Stored data entries
══════════
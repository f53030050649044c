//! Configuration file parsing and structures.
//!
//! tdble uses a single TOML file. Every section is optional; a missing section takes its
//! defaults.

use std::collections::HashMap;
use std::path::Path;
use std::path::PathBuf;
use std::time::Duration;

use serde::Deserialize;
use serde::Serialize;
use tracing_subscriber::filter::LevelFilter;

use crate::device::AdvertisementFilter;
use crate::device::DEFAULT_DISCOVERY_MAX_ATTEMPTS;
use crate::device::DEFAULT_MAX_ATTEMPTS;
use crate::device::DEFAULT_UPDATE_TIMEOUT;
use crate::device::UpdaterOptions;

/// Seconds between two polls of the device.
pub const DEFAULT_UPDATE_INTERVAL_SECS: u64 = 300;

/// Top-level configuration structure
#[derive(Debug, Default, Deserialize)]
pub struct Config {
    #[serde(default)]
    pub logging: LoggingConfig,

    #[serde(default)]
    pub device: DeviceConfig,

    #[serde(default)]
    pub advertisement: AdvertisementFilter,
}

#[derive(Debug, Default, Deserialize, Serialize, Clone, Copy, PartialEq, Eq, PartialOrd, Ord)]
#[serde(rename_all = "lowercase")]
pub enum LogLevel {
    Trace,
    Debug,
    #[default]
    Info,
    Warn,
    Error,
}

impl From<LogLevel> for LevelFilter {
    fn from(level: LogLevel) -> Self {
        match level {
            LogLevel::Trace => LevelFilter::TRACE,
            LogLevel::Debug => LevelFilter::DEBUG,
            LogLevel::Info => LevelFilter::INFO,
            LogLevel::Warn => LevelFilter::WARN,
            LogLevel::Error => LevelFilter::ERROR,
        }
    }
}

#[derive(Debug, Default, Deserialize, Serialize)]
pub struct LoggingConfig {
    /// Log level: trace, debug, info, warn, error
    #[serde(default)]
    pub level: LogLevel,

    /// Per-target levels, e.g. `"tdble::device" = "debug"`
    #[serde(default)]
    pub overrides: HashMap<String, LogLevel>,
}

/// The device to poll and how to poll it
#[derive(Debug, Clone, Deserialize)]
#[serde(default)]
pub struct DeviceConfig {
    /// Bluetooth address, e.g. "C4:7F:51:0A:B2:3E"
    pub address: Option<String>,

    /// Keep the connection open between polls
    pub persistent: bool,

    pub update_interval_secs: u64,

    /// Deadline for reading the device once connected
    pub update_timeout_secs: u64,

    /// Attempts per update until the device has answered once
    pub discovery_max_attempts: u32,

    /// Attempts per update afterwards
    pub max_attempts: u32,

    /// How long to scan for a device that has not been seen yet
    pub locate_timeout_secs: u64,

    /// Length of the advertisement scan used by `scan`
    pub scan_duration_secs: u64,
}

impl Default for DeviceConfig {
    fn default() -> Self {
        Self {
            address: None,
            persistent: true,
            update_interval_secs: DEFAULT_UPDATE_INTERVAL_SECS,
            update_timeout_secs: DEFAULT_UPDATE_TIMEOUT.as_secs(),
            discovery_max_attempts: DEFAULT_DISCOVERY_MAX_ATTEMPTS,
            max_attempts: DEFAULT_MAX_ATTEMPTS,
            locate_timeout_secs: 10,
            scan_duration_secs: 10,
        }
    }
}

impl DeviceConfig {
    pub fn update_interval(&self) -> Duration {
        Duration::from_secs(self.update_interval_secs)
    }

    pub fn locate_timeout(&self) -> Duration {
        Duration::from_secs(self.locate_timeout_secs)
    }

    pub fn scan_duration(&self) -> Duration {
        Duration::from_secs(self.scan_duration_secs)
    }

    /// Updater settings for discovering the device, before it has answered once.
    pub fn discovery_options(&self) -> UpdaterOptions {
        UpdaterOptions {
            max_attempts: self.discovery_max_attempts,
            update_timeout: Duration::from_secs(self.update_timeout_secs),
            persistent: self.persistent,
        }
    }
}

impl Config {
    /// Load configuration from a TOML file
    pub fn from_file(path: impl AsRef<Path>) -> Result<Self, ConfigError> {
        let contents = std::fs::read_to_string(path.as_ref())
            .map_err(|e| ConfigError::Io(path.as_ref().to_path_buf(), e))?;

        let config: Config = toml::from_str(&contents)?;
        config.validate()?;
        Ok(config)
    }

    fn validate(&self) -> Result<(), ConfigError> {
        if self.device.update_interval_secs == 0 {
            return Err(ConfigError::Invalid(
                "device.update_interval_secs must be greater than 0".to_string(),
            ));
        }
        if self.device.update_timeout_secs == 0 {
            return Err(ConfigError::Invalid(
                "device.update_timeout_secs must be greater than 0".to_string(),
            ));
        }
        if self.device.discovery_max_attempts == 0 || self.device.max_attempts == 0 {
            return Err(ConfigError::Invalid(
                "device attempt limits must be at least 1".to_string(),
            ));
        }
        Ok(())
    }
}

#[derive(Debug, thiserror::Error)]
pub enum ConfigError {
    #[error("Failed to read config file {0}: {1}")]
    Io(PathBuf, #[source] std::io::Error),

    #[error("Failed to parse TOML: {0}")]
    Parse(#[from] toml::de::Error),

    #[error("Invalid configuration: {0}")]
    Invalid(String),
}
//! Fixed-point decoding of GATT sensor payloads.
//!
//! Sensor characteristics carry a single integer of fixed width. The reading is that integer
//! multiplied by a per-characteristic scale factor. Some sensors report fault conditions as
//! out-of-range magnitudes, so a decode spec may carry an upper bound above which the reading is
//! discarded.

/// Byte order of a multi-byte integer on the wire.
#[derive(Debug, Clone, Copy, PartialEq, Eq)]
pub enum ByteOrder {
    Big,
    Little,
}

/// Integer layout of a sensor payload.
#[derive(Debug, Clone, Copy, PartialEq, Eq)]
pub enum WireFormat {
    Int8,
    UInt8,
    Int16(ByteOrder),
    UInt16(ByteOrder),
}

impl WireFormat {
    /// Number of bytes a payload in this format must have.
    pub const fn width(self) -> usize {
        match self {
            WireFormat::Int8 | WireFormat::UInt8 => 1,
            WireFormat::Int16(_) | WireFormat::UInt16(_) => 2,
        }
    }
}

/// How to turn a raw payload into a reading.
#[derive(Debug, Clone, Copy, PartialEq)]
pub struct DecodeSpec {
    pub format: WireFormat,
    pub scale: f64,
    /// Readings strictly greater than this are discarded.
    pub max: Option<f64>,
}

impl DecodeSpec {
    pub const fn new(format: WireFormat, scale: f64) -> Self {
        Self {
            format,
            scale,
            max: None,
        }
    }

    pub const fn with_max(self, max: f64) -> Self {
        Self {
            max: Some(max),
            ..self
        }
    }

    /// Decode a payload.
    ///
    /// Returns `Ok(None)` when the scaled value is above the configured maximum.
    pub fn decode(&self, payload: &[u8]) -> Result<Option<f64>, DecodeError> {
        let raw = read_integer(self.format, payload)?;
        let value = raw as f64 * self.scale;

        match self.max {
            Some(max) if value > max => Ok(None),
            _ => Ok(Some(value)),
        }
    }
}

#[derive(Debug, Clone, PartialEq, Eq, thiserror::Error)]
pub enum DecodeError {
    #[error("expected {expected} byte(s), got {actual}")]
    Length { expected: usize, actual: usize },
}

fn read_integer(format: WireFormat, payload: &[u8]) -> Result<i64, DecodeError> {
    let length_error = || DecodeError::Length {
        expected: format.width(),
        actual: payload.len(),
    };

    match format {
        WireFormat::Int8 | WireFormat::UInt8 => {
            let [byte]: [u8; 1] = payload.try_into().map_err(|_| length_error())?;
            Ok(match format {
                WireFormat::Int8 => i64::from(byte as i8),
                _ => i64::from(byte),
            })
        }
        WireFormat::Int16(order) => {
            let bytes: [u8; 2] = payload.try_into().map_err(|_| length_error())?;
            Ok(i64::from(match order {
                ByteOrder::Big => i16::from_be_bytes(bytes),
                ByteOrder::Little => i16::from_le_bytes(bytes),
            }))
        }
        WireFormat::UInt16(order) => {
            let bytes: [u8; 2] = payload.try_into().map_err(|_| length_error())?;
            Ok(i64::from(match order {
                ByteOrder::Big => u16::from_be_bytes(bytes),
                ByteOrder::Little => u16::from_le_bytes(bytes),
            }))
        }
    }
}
══════════
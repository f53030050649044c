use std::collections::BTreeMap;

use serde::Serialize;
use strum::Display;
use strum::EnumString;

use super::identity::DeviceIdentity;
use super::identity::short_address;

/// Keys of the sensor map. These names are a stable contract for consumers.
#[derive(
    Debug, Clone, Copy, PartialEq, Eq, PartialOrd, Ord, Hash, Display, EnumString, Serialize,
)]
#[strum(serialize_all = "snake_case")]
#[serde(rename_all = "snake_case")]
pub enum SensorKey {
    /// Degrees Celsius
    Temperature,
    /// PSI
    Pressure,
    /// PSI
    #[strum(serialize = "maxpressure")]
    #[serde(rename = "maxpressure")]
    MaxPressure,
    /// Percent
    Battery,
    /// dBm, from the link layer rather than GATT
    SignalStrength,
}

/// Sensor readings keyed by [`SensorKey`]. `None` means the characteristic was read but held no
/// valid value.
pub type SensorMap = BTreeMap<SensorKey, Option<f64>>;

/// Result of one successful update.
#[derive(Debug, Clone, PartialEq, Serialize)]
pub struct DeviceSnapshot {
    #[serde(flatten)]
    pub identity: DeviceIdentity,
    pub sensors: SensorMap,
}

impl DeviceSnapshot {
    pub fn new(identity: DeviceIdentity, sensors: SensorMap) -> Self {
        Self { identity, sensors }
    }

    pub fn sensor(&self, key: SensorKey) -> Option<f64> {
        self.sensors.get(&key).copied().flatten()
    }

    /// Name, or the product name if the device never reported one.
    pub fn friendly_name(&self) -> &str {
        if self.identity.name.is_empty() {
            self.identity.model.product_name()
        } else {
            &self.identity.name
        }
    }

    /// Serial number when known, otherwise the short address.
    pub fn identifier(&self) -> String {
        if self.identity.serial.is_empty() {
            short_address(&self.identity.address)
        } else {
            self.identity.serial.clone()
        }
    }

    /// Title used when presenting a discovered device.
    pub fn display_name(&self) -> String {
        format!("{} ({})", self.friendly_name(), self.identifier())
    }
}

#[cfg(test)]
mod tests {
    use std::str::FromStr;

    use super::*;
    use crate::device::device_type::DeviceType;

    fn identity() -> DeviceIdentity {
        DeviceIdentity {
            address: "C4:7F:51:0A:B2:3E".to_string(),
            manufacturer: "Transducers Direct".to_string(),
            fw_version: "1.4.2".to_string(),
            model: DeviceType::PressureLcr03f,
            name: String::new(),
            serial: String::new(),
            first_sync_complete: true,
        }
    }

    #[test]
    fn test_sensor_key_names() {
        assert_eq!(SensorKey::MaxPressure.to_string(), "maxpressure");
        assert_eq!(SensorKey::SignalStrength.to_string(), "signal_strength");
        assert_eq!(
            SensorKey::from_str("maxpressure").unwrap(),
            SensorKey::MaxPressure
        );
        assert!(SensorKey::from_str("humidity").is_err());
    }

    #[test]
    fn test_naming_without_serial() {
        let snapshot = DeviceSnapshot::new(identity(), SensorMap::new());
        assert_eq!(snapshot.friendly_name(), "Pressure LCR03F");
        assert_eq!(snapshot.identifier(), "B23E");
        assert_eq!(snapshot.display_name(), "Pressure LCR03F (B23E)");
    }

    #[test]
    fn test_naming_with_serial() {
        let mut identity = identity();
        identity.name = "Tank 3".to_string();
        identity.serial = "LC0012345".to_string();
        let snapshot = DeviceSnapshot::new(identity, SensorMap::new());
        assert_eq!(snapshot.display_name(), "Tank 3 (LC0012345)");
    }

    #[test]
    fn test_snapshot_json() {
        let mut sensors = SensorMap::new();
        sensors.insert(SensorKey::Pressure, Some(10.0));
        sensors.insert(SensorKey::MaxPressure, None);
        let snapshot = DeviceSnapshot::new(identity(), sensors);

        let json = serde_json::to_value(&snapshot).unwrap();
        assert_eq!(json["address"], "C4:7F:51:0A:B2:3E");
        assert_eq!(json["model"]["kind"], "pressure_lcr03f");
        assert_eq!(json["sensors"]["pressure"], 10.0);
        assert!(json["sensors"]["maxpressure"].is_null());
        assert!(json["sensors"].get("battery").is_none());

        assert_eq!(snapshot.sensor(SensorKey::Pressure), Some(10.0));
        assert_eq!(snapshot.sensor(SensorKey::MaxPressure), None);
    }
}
══════════
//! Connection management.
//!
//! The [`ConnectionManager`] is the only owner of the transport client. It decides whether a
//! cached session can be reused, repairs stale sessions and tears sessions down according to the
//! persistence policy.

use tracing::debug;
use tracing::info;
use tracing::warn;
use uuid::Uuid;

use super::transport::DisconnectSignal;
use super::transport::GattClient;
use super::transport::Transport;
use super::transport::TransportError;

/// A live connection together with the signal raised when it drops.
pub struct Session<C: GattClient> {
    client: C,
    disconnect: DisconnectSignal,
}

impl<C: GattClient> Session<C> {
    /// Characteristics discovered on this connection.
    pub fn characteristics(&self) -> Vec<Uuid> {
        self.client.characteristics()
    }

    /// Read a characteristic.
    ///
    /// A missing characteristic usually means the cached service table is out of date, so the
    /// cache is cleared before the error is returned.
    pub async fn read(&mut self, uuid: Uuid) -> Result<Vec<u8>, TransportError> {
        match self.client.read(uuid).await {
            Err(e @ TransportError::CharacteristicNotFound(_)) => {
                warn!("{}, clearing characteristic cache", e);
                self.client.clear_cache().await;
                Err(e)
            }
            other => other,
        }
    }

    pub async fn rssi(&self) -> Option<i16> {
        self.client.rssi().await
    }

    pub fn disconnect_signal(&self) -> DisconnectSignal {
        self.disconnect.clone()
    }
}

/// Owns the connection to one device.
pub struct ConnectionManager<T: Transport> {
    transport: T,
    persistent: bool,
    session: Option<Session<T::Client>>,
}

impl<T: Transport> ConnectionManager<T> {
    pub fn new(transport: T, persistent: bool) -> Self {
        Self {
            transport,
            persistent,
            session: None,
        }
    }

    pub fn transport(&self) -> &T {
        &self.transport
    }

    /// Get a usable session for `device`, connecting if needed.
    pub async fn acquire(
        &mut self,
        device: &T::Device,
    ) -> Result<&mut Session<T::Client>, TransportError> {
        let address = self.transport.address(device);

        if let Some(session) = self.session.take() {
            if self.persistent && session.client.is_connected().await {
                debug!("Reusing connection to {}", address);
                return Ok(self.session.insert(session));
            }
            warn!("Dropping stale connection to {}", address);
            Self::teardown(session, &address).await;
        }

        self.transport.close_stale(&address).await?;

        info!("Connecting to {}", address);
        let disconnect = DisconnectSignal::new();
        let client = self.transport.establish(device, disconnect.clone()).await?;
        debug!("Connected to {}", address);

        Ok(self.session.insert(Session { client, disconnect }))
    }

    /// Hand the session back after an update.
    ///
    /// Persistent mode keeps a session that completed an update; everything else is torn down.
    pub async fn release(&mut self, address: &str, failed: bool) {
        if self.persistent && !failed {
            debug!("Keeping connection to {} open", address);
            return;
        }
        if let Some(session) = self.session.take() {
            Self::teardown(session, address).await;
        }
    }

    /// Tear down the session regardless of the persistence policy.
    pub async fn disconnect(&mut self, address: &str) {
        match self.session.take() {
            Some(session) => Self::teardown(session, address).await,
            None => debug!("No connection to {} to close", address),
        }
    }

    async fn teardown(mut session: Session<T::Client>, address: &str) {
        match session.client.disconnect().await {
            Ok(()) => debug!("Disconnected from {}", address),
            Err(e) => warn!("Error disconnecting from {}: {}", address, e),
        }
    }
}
══════════
» **Action item**
Within the data above, the lines from the one with "impl<C: GattClient> Session<C>" to the one with "date, so the" must be repeated exactly; no other line belongs in the answer.

» **Worked solution**
impl<C: GattClient> Session<C> {
    /// Characteristics discovered on this connection.
    pub fn characteristics(&self) -> Vec<Uuid> {
        self.client.characteristics()
    }

    /// Read a characteristic.
    ///
    /// A missing characteristic usually means the cached service table is out of date, so the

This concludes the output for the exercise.